What you will do: In this material, which lines include the string "format"? Show them.

Input:
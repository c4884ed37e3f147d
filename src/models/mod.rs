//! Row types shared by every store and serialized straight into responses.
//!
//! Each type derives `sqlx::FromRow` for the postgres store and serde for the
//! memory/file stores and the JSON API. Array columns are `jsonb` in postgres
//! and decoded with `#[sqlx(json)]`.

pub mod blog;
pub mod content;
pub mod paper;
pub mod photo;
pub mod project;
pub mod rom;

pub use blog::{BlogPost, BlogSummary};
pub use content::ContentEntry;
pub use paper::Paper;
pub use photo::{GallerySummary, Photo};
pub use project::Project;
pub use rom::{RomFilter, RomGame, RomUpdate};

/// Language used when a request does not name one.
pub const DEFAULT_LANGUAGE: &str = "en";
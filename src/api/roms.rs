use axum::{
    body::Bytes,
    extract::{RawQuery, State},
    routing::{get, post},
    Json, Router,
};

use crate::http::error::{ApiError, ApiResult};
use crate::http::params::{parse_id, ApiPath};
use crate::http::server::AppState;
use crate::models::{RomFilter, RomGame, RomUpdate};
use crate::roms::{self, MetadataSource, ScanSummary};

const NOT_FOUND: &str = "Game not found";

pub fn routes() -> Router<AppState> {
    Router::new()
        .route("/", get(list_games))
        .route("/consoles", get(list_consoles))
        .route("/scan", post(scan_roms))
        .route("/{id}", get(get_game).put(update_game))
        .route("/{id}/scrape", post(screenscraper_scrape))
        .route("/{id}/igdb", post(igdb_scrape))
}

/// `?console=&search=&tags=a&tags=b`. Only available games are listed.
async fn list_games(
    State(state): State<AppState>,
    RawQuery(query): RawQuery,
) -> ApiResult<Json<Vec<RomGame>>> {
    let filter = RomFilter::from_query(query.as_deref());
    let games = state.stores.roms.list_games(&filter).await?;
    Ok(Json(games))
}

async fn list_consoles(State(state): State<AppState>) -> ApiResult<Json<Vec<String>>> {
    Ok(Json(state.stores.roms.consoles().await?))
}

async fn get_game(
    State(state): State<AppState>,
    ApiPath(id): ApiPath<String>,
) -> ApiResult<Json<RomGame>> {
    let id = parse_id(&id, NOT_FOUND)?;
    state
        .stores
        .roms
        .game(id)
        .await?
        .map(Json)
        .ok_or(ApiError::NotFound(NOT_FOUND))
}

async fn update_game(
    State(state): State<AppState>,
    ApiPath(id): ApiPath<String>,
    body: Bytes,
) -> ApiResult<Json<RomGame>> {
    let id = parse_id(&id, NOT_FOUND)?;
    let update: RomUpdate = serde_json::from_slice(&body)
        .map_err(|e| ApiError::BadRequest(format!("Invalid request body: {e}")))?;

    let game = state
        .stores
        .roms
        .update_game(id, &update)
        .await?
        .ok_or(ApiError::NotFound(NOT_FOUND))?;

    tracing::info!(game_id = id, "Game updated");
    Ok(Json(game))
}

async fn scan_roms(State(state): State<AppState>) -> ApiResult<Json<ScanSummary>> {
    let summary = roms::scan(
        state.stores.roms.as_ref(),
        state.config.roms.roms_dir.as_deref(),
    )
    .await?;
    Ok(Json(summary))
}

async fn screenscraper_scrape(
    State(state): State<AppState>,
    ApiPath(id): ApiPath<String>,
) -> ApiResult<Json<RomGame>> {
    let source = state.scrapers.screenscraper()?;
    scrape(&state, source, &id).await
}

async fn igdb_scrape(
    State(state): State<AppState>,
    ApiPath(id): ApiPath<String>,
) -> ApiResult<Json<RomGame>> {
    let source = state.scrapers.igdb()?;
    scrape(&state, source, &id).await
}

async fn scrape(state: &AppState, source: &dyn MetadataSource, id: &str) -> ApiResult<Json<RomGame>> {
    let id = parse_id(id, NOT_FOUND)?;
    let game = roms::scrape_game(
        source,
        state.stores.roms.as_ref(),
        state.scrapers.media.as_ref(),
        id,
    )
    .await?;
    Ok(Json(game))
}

---

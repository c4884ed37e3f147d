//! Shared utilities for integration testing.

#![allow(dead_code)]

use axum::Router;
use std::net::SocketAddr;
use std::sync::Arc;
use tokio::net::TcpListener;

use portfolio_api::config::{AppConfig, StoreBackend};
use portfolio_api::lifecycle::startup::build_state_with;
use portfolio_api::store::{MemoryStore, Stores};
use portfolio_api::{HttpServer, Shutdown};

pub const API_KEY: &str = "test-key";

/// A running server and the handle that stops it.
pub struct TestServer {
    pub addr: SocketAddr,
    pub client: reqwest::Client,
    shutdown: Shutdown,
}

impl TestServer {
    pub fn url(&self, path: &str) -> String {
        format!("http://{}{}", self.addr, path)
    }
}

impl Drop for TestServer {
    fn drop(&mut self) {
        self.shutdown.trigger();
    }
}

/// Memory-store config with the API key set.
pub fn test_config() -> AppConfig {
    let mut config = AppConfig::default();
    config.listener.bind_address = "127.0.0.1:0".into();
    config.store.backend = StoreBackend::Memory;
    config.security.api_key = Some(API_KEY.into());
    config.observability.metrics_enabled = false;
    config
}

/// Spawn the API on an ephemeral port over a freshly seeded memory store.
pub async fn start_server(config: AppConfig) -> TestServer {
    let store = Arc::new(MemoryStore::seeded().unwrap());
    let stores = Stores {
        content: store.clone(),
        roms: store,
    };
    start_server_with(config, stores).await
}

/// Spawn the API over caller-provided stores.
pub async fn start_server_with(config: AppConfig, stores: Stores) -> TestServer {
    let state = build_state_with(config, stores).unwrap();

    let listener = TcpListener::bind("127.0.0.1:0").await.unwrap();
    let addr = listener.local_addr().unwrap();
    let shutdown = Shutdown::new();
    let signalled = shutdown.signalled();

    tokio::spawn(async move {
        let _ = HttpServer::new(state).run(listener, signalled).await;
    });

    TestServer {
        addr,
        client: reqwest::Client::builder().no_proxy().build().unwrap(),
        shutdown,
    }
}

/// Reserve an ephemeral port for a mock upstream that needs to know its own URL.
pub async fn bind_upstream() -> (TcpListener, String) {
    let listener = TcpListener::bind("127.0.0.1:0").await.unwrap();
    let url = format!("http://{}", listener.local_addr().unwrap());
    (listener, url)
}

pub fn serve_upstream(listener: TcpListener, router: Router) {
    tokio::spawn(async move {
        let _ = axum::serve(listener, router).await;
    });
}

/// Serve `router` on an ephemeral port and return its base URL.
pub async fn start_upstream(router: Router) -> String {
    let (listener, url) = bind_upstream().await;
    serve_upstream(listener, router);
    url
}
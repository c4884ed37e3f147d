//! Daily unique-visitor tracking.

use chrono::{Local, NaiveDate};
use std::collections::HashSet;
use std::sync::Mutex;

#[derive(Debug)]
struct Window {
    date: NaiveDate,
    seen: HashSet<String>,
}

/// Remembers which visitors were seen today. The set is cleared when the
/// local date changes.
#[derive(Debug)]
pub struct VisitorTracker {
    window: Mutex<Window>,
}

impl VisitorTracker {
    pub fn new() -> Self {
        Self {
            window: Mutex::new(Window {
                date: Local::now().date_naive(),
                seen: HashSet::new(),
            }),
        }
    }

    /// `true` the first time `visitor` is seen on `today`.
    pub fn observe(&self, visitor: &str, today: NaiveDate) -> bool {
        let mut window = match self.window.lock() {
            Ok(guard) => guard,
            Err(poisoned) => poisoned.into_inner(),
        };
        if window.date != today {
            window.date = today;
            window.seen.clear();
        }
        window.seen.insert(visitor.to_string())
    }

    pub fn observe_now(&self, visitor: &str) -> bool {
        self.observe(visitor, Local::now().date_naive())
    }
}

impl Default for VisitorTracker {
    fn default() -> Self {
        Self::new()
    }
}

Answer box:
        .map_err(|e| ApiError::BadRequest(format!("Invalid request body: {e}")))?;
        format!("http://{}{}", self.addr, path)
    let url = format!("http://{}", listener.local_addr().unwrap());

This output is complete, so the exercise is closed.